**Material for this task**.
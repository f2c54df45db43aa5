/*! buffers_and_batches is a GPU resource and draw-call abstraction layer that sits
  between a renderer and a native graphics driver.

Drivers punish redundant state changes and cross-context object use.  The job of this
crate is to give a renderer a uniform, safe-to-call-anywhere API while deferring and
batching the actual driver traffic: vertex data is described once and packed tightly,
buffers stage their bytes host-side until first use, pipeline state is diffed so only
the delta reaches the driver, and draw calls go through a cached attribute-binding
object keyed by shader interface.

Here is a quick chart of the main object families:

| Family                  | Types                                                        | Driver traffic                                        |
|-------------------------|--------------------------------------------------------------|-------------------------------------------------------|
| Vertex descriptions     | [`bindings::vertex_format::VertexFormat`]                    | None; consumed by buffers and binding caches          |
| Buffers                 | Vertex, index, uniform, storage buffers in [`bindings`]      | Deferred; uploaded at first use, sized to used length |
| Shader descriptors      | [`pipeline::create_info::ShaderCreateInfo`] + source registry | None until compiled                                   |
| Shaders                 | [`pipeline::shader::Shader`]                                 | One compile/link; immutable interface table after     |
| Global state            | [`pipeline::state::StateManager`]                            | XOR-diffed; one call per changed group per apply      |
| Batches                 | [`pipeline::batch::Batch`]                                   | One draw; binding object resolved from a cache        |
| Contexts                | [`context::Context`]                                         | Activation drains cross-thread deletion queues        |

# Data flow

Build a [`bindings::vertex_format::VertexFormat`] and pack it, allocate buffers
against it, describe a shader with a [`pipeline::create_info::ShaderCreateInfo`],
compile it, assemble a [`pipeline::batch::Batch`] from the buffers and shader, and
draw.  The batch applies pending global state, uploads any dirty buffers, resolves
its attribute-binding object, derives draw parameters, and submits.

# Backends

The native driver is reached through the [`driver::Driver`] trait: the full surface
of object-creation, state-setting, and draw-submission entry points.  This crate
ships [`driver::trace::TraceDriver`], a headless implementation that allocates ids
and records every entry point; it backs the test suite and any CI that has no GPU.
A real native-API backend is an external implementation of the same trait.

Window systems are likewise out of scope: the crate only needs an opaque surface it
can make current, measure, and swap, via [`surface::NativeSurface`].

# Threading

There are no internal threads and nothing is async.  Each context is usable by one
thread at a time; buffers, textures, and programs are driver-global and may be
created and freed from any thread, while attribute-binding objects and framebuffers
are private to the context that created them.  Deleting a context-private object
from the wrong thread queues it on the owning context's orphan list, drained the
next time that context is activated.

*/

pub mod bindings;
pub mod context;
pub mod driver;
pub mod pipeline;
pub mod surface;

**Work task**. Set the lines down exactly as they stand, beginning at the one that contains "thread at a" and stopping after the last line of the entries above.

**Reply to the exercise**.
thread at a time; buffers, textures, and programs are driver-global and may be
created and freed from any thread, while attribute-binding objects and framebuffers
are private to the context that created them.  Deleting a context-private object
from the wrong thread queues it on the owning context's orphan list, drained the
next time that context is activated.

*/

pub mod bindings;
pub mod context;
pub mod driver;
pub mod pipeline;
pub mod surface;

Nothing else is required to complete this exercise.